Motivation¶

According to Cisco’s prediction (Visual Networking Index), over 83% of the internet traffic will be multimedia content. This is mainly due to the increasing demand of high quality videos such as 4K/8K footage. Besides, more and more applications including AR/VR videos, self-driving car or live stream gaming generate and deliver huge amount of videos to users . However, decreasing the bandwidth consumption of videos while maintaining the quality is always a challenge. To save storage space and ease the internet traffic, video codec with higher compressitivity is always required, but the cost of higher encoding efficiency is normally in proportion to longer encoding time and more energy consumption. Reducing the encoding time while still maintaining the quality and compression efficiency is the main goal in this research.

AV1, as an open source and royalty-free video codec, is chosen in this work because of its higher encoding efficiency.

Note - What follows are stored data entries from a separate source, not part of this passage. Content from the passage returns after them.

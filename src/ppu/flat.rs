/*!
`FLAT`: full register and timing behavior, test-card output.

Shares [`PixelState`] with the scanline core, so vblank, NMI and the data
port behave identically; only composition differs. The frame is a fixed
set of vertical color bars, which makes it obvious at a glance that the
machine is running even though nothing is fetched from CHR.
*/

use serde_json::Value;

use crate::cartridge::Cartridge;
use crate::cores::{FRAME_BYTES, FRAME_WIDTH, PixelCore, PixelTransfer};
use crate::errors::Result;

use super::palette::SYSTEM_PALETTE;
use super::state::PixelState;

pub fn new_flat() -> Box<dyn PixelCore> {
    Box::new(FlatCore {
        s: PixelState::new(),
    })
}

struct FlatCore {
    s: PixelState,
}

/// One system-palette entry per 32-dot bar.
const BAR_COLORS: [u8; 8] = [0x30, 0x16, 0x28, 0x1A, 0x2C, 0x12, 0x24, 0x0F];

impl PixelCore for FlatCore {
    fn id(&self) -> &'static str {
        "FLAT"
    }

    fn display_name(&self) -> &'static str {
        "Flat test card"
    }

    fn description(&self) -> &'static str {
        "Register-complete core rendering fixed color bars"
    }

    fn step(&mut self, dots: u32, cart: &Cartridge) {
        self.s.step(dots, cart);
    }

    fn frame_buffer(&mut self) -> &[u8] {
        self.s.frame_slice()
    }

    fn update_frame_buffer(&mut self, _cart: &Cartridge) {
        let frame = self.s.frame_mut();
        if frame.len() != FRAME_BYTES {
            frame.resize(FRAME_BYTES, 0);
        }
        for (i, px) in frame.chunks_exact_mut(4).enumerate() {
            let x = i % FRAME_WIDTH;
            let (r, g, b) = SYSTEM_PALETTE[BAR_COLORS[x / 32] as usize];
            px.copy_from_slice(&[r, g, b, 0xFF]);
        }
    }

    fn read_register(&mut self, addr: u16, cart: &Cartridge) -> u8 {
        self.s.read_register(addr, cart)
    }

    fn write_register(&mut self, addr: u16, value: u8, cart: &Cartridge) {
        self.s.write_register(addr, value, cart);
    }

    fn write_oam_dma(&mut self, data: &[u8; 256]) {
        self.s.write_oam_dma(data);
    }

    fn clear_buffers(&mut self) {
        self.s.clear_buffers();
    }

    fn generate_noise_frame(&mut self) {
        self.s.generate_noise_frame();
    }

    fn take_nmi_request(&mut self) -> bool {
        self.s.take_nmi_request()
    }

    fn take_frame_complete(&mut self) -> bool {
        self.s.take_frame_complete()
    }

    fn export_transfer(&self) -> PixelTransfer {
        self.s.export_transfer()
    }

    fn import_transfer(&mut self, t: &PixelTransfer) -> Result<()> {
        self.s.import_transfer(t);
        Ok(())
    }

    fn export_state(&self) -> Value {
        self.s.export_state()
    }

    fn import_state(&mut self, state: &Value) -> Result<()> {
        self.s.import_state(state)
    }
}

AV1 achieves higher efficiency by introducing more encoding tools which leads to very long encoding time. Even though AV1 has been implemented with many accelerating functions, including some machine learning approaches, the encoding speed is still falling behind its competitors. Thus, exploring other acceleration strategies is still desired.

Among all the new acceleration strategies, convolutional neural network (CNN) has been proved to have superior performance in many fields such as image recognition or natural language processing. Many researches have also shown CNN can improve the encoding speed with minor encoding efficiency loss. Inspired by these researches, incorporating CNN into AV1 to improve the encoding speed is the main goal in this work.